Abstract

Internal wall heat transfer for impingement/effusion cooling was measured and predicted using conjugate heat transfer (CHT) computational fluid dynamics (CFD). The work was only concerned with the internal wall heat transfer and not with the effusion film cooling and there was no hot gas crossflow. Previous work had predicted impingement/effusion internal wall cooling with equal number of holes. The present work investigated a small number of impingement holes and a larger number of effusion holes. The aim was to see if the effusion holes acted as a suction surface to the impingement surface flow and thus enhanced the wall heat transfer. Hole ratios of 1/4, 1/9 and 1/25 were studied by varying the number of effusion holes for a fixed array of impingement holes and a fixed impingement gap, Z, of 8 mm. The Z/D for the impingement holes was 2.7. The impingement hole pitch, X, to diameter, D ratio X/D was 10.6 at a constant effusion hole X/D of 4.7 for all the configurations. The impingement holes were aligned on the midpoint of four effusion holes. The results were computed for a mass flux G from 0.1–0.94 kg/sm2bar for all n. This gave 26 separate CFD/CHT computations. Locally surface, X2, average heat transfer coefficient (HTC), hx, values were determined using the lumped capacitance method.

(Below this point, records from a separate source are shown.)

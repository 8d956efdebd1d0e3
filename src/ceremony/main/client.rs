use std::sync::Arc;

use tokio::sync::Mutex;

use super::{auth, register};
use crate::authenticator::PlatformAuthenticator;
use crate::ceremony::config::CeremonyConfig;
use crate::ceremony::errors::CeremonyError;
use crate::ceremony::types::CeremonyOutcome;
use crate::host::FormDataSink;
use crate::transport::{CeremonyTransport, HttpTransport};

/// Sequences WebAuthn ceremonies between the relying-party server and the
/// platform credential capability.
///
/// One client instance serves one form field. At most one ceremony is in
/// flight per instance; a second activation while one is pending fails with
/// [`CeremonyError::CeremonyInFlight`] before touching the network or the
/// platform. This is the command handler the host form framework invokes on
/// button activation and whose result it awaits.
pub struct CeremonyClient {
    transport: Arc<dyn CeremonyTransport>,
    authenticator: Arc<dyn PlatformAuthenticator>,
    data_sink: Arc<dyn FormDataSink>,
    in_flight: Mutex<()>,
}

impl CeremonyClient {
    pub fn new(
        transport: Arc<dyn CeremonyTransport>,
        authenticator: Arc<dyn PlatformAuthenticator>,
        data_sink: Arc<dyn FormDataSink>,
    ) -> Self {
        Self {
            transport,
            authenticator,
            data_sink,
            in_flight: Mutex::new(()),
        }
    }

    /// Build a client with the reqwest transport derived from `config`.
    pub fn with_config(
        config: &CeremonyConfig,
        authenticator: Arc<dyn PlatformAuthenticator>,
        data_sink: Arc<dyn FormDataSink>,
    ) -> Result<Self, CeremonyError> {
        let transport = HttpTransport::new(config.server_url.clone(), config.request_timeout)?;
        Ok(Self::new(Arc::new(transport), authenticator, data_sink))
    }

    /// Run a registration ceremony.
    ///
    /// A failure or rejection after the platform prompt does not remove the
    /// newly minted credential from the authenticator; the protocol has no
    /// rollback for that step. The credential then exists on the device but
    /// is unknown to the server.
    pub async fn register(&self) -> Result<CeremonyOutcome, CeremonyError> {
        let _guard = self
            .in_flight
            .try_lock()
            .map_err(|_| CeremonyError::CeremonyInFlight)?;

        let result = register::run(self.transport.as_ref(), self.authenticator.as_ref()).await;
        if let Err(e) = &result {
            tracing::error!("Registration ceremony failed: {e}");
        }
        result
    }

    /// Run an authentication ceremony.
    ///
    /// On a verified outcome that carries an application data payload, the
    /// payload is pushed into the host's data-import capability exactly
    /// once before the outcome is returned.
    pub async fn authenticate(&self) -> Result<CeremonyOutcome, CeremonyError> {
        let _guard = self
            .in_flight
            .try_lock()
            .map_err(|_| CeremonyError::CeremonyInFlight)?;

        let result = auth::run(self.transport.as_ref(), self.authenticator.as_ref()).await;
        match &result {
            Ok(CeremonyOutcome::Verified { data: Some(payload) }) => {
                tracing::debug!("Importing authentication data payload into form");
                self.data_sink.import_data(payload.clone());
            }
            Ok(_) => {}
            Err(e) => tracing::error!("Authentication ceremony failed: {e}"),
        }
        result
    }
}
use serde::Serialize;

use crate::ceremony::errors::CeremonyError;
use crate::ceremony::types::{
    CeremonyOutcome, CeremonyState, ServerEnvelope, StartResponse, VerificationResponse,
};
use crate::transport::CeremonyTransport;

/// Log a ceremony state transition and yield the new state. The flows are
/// strictly sequential, so the state only exists to make progress and
/// failure points observable in the logs.
pub(super) fn transition(from: CeremonyState, to: CeremonyState) -> CeremonyState {
    tracing::debug!("Ceremony state: {:?} -> {:?}", from, to);
    to
}

/// Fetch and parse the start payload for a ceremony. The returned
/// [`StartResponse::id`] must be echoed back unchanged on the finish call.
pub(super) async fn start_ceremony(
    transport: &dyn CeremonyTransport,
    path: &str,
) -> Result<StartResponse, CeremonyError> {
    let body = transport.get_json(path).await?;

    let start: StartResponse = serde_json::from_value(body)
        .map_err(|e| CeremonyError::Protocol(format!("Malformed start response: {e}")))?;

    tracing::debug!("Ceremony started, id: {}", start.id);
    Ok(start)
}

/// Post the finish envelope and interpret the server's verification
/// verdict. `verified: false` is a completed-but-rejected ceremony, not an
/// error.
pub(super) async fn finish_ceremony<C: Serialize>(
    transport: &dyn CeremonyTransport,
    path: &str,
    envelope: &ServerEnvelope<C>,
) -> Result<CeremonyOutcome, CeremonyError> {
    let body = serde_json::to_value(envelope)
        .map_err(|e| CeremonyError::Protocol(format!("Failed to serialize envelope: {e}")))?;

    let response = transport.post_json(path, &body).await?;

    let verification: VerificationResponse = serde_json::from_value(response)
        .map_err(|e| CeremonyError::Server(format!("Malformed verification response: {e}")))?;

    if verification.verified {
        transition(
            CeremonyState::AwaitingServerVerification,
            CeremonyState::Verified,
        );
        Ok(CeremonyOutcome::Verified {
            data: verification.data,
        })
    } else {
        transition(
            CeremonyState::AwaitingServerVerification,
            CeremonyState::Rejected,
        );
        tracing::debug!("Server rejected the ceremony: {:?}", verification.error);
        Ok(CeremonyOutcome::Rejected {
            reason: verification.error,
        })
    }
}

Nimonic 75 metal walls with imbedded thermocouples were used to determine hx from the time constant in a transient cooling experiment following electrical heating to about 80°C. The CHT/CFD predictions showed good agreement with measured data and the highest number of effusion holes for the 1/25 hole ratio gave the highest h. However, comparison with the predicted and experimental results for equal number of impingement and effusion holes for the same Z, showed that there was little advantage of decreasing the number of impingement holes, apart from that of decreasing the Z/D significantly for the 1/15 hole ratio, which increased the heat transfer. The largest number of effusion holes had the highest heat transfer due to the greater internal surface area of the holes and their closer spacing. This was present irrespective of the number of impingement holes and there was no evidence of any benefit of the 25 effusion holes enhancing the single impingement jet heat transfer. For the lowest number of effusion hole there was predicted to be a small disadvantage of reducing the number of impingement jets.